Articolo disponibile anche in: Italian

Annelisabeth Hodgson is a tranquil Englishwoman who has been living in Italy since 1980. Here she fell in love and built her family.

Since 2010, through the Associazione Pantagruel, she has been a volunteer at the Sollicciano prison. We met her to hear about her Italian adventure and what made her decide not to return to England, although her husband died in 2000.

“I was studying Macrobiotics in London at the Community Health Foundation in the evenings. During the day I worked as a secretary. One of my jobs was to write to an Italian professor and invite him to a seminary at our school. When we met, I shook his hand and we felt a spark which neither of us understood. We were together all day walking in a park. Then he returned to Italy”.

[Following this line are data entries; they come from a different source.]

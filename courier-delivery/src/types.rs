//! Message and result types for the delivery engine

use serde::{Deserialize, Serialize};

/// Upper bound on recipients per message; larger lists are rejected
/// before any network activity.
pub const MAX_RECIPIENTS_PER_MESSAGE: usize = 50;

/// One message handed to the delivery engine.
#[derive(Debug, Clone, Serialize, Deserialize)]
pub struct OutboundMessage {
    /// Recipient addresses, 1..=[`MAX_RECIPIENTS_PER_MESSAGE`]
    pub recipients: Vec<String>,
    /// Subject line
    pub subject: String,
    /// HTML body
    pub html_body: String,
    /// Plain-text body; derived from the HTML body when absent
    #[serde(default)]
    pub text_body: Option<String>,
}

impl OutboundMessage {
    /// Build a message to a single recipient.
    #[must_use]
    pub fn to_one(
        recipient: impl Into<String>,
        subject: impl Into<String>,
        html_body: impl Into<String>,
    ) -> Self {
        Self {
            recipients: vec![recipient.into()],
            subject: subject.into(),
            html_body: html_body.into(),
            text_body: None,
        }
    }

    /// The plain-text body, stripping the HTML markup when no text
    /// body was independently authored.
    #[must_use]
    pub fn text_body(&self) -> String {
        self.text_body
            .clone()
            .unwrap_or_else(|| strip_markup(&self.html_body))
    }
}

/// Strip HTML markup from a fragment, collapsing the remaining
/// whitespace. Good enough for a text/plain alternative of mail we
/// rendered ourselves; not a general HTML parser.
#[must_use]
pub fn strip_markup(html: &str) -> String {
    let mut text = String::with_capacity(html.len());
    let mut in_tag = false;

    for c in html.chars() {
        match c {
            '<' => in_tag = true,
            '>' => in_tag = false,
            c if !in_tag => text.push(c),
            _ => {}
        }
    }

    let text = text
        .replace("&nbsp;", " ")
        .replace("&amp;", "&")
        .replace("&lt;", "<")
        .replace("&gt;", ">");

    text.split_whitespace().collect::<Vec<_>>().join(" ")
}

/// Terminal projection of one delivery attempt sequence.
///
/// Created by the delivery engine per call and never mutated after
/// return; the caller owns it for logging only.
#[derive(Debug, Clone, Serialize, Deserialize)]
pub struct DeliveryResult {
    /// Whether the caller should treat the send as successful. With
    /// failure masking enabled this can be `true` while `error` is
    /// populated; the operational failure is visible through logs.
    pub success: bool,
    /// Transport message id, or a synthetic `dev-`/`failed-` id
    pub message_id: Option<String>,
    /// Terminal error description, when any
    pub error: Option<String>,
    /// Number of transmission attempts actually performed
    pub attempts_made: u32,
    /// Operator-facing annotation of how this result came about
    pub note: Option<String>,
}

impl DeliveryResult {
    pub(crate) fn delivered(message_id: String, attempts_made: u32) -> Self {
        Self {
            success: true,
            message_id: Some(message_id),
            error: None,
            attempts_made,
            note: None,
        }
    }

    pub(crate) fn development_stub() -> Self {
        Self {
            success: true,
            message_id: Some(format!("dev-{}", unix_millis())),
            error: None,
            attempts_made: 0,
            note: Some("sent in development mode (transport not configured)".to_string()),
        }
    }

    pub(crate) fn unconfigured(diagnostic: String) -> Self {
        Self {
            success: false,
            message_id: None,
            error: Some(diagnostic),
            attempts_made: 0,
            note: None,
        }
    }

    pub(crate) fn rejected(error: String) -> Self {
        Self {
            success: false,
            message_id: None,
            error: Some(error),
            attempts_made: 0,
            note: None,
        }
    }

    pub(crate) fn failed(error: String, attempts_made: u32) -> Self {
        Self {
            success: false,
            message_id: None,
            error: Some(error),
            attempts_made,
            note: None,
        }
    }

    pub(crate) fn masked_failure(error: String, attempts_made: u32) -> Self {
        Self {
            success: true,
            message_id: Some(format!("failed-{}", unix_millis())),
            error: Some(error),
            attempts_made,
            note: Some("delivery failed after all retry attempts".to_string()),
        }
    }
}

fn unix_millis() -> u128 {
    std::time::SystemTime::now()
        .duration_since(std::time::UNIX_EPOCH)
        .unwrap_or_default()
        .as_millis()
}

#[cfg(test)]
mod tests {
    use super::*;

    #[test]
    fn text_body_prefers_authored_text() {
        let message = OutboundMessage {
            recipients: vec!["a@x.com".to_string()],
            subject: "S".to_string(),
            html_body: "<p>hello</p>".to_string(),
            text_body: Some("authored".to_string()),
        };
        assert_eq!(message.text_body(), "authored");
    }

    #[test]
    fn text_body_derives_from_html() {
        let message = OutboundMessage::to_one("a@x.com", "S", "<p>hi <b>there</b></p>");
        assert_eq!(message.text_body(), "hi there");
    }

    #[test]
    fn strip_markup_collapses_whitespace_and_entities() {
        let html = "<div>\n  <h1>Hello</h1>\n  <p>one&nbsp;&amp;\n two</p>\n</div>";
        assert_eq!(strip_markup(html), "Hello one & two");
    }

    #[test]
    fn strip_markup_leaves_plain_text_alone() {
        assert_eq!(strip_markup("just words"), "just words");
    }
}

She met “her” Italian professor again a short time afterwards in Amsterdam, and from then on, he invited her repeatedly to Florence.

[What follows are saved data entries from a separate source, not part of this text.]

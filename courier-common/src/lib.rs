//! Shared types for the courier notification pipeline
//!
//! This crate holds the pieces every other courier crate needs:
//! - Transport and sender configuration resolved from the environment
//! - The registration record consumed by the content builders
//! - Logging initialization

pub mod config;
pub mod logging;
pub mod registration;

pub use tracing;

pub use config::{
    Credentials, ExecutionMode, ResolvedTransport, SenderIdentity, TransportConfig,
    resolve_transport_config,
};
pub use registration::Registration;
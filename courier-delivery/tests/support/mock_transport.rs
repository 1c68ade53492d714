//! Scripted mail transport for exercising engine failure handling
//!
//! The engine delegates the wire protocol to the transport seam, so
//! failure scenarios are injected there: a configurable number of
//! transient send failures, an always-permanent rejection, or failing
//! connection verification. Call counters allow asserting how many
//! network operations the engine actually performed.
#![allow(dead_code)] // Test utility module - not all methods used in every test

use std::sync::{
    Arc,
    atomic::{AtomicUsize, Ordering},
};

use async_trait::async_trait;
use courier_common::config::SenderIdentity;
use courier_delivery::{
    DeliveryError, MailTransport, OutboundMessage, PermanentError, TransientError,
};

#[derive(Default)]
pub struct MockTransportBuilder {
    transient_failures: usize,
    permanent_failure: Option<String>,
    verify_failures: usize,
}

impl MockTransportBuilder {
    /// Fail the first `count` sends with a connection-reset class error.
    #[must_use]
    pub fn transient_failures(mut self, count: usize) -> Self {
        self.transient_failures = count;
        self
    }

    /// Fail every send with a permanent rejection.
    #[must_use]
    pub fn permanent_failure(mut self, message: impl Into<String>) -> Self {
        self.permanent_failure = Some(message.into());
        self
    }

    /// Fail the first `count` verification calls with a timeout.
    #[must_use]
    pub fn verify_failures(mut self, count: usize) -> Self {
        self.verify_failures = count;
        self
    }

    pub fn build(self) -> Arc<MockTransport> {
        Arc::new(MockTransport {
            transient_failures: self.transient_failures,
            permanent_failure: self.permanent_failure,
            verify_failures: self.verify_failures,
            send_calls: AtomicUsize::new(0),
            verify_calls: AtomicUsize::new(0),
        })
    }
}

pub struct MockTransport {
    transient_failures: usize,
    permanent_failure: Option<String>,
    verify_failures: usize,
    send_calls: AtomicUsize,
    verify_calls: AtomicUsize,
}

impl MockTransport {
    pub fn builder() -> MockTransportBuilder {
        MockTransportBuilder::default()
    }

    /// Transport that accepts everything.
    pub fn always_succeeds() -> Arc<Self> {
        Self::builder().build()
    }

    pub fn send_calls(&self) -> usize {
        self.send_calls.load(Ordering::SeqCst)
    }

    pub fn verify_calls(&self) -> usize {
        self.verify_calls.load(Ordering::SeqCst)
    }
}

#[async_trait]
impl MailTransport for MockTransport {
    async fn verify(&self) -> Result<(), DeliveryError> {
        let call = self.verify_calls.fetch_add(1, Ordering::SeqCst);

        if call < self.verify_failures {
            return Err(DeliveryError::Transient(TransientError::Timeout(
                "connect timed out".to_string(),
            )));
        }

        Ok(())
    }

    async fn send(
        &self,
        _sender: &SenderIdentity,
        _message: &OutboundMessage,
    ) -> Result<String, DeliveryError> {
        let call = self.send_calls.fetch_add(1, Ordering::SeqCst);

        if let Some(message) = &self.permanent_failure {
            return Err(DeliveryError::Permanent(PermanentError::MessageRejected(
                message.clone(),
            )));
        }

        if call < self.transient_failures {
            return Err(DeliveryError::Transient(TransientError::ConnectionFailed(
                "connection reset by peer".to_string(),
            )));
        }

        Ok(format!("<mock-{call}@relay.test>"))
    }
}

After 5 months, “Ferro asked me to stay in Florence,” continues Annelisabeth, “and after barely 6 months I came to live definitively in Italy. We first lived in Via della Campora in Florence, and then in Impruneta”.

In 1983, Ferro bought a house in Romola and here, where she still lives, 3 children were born. In 2000, her husband died young. “It wasn’t easy to raise 3 children on my own in Italy but many nice people and friends helped me continue, especially my brother in England”.

The years passed, the children grew up, and Annelisabeth felt the need to do something important. She learned from the macrobiotic philosophy that “everything has 2 faces, like a coin. You can’t separate them, or the coin wouldn’t exist any more. Where there is beauty, there is ugliness. Where there is kindness, there is the opposite. We see only what we want to see. We hide what we don’t like because we fear it and otherwise, we couldn’t live”.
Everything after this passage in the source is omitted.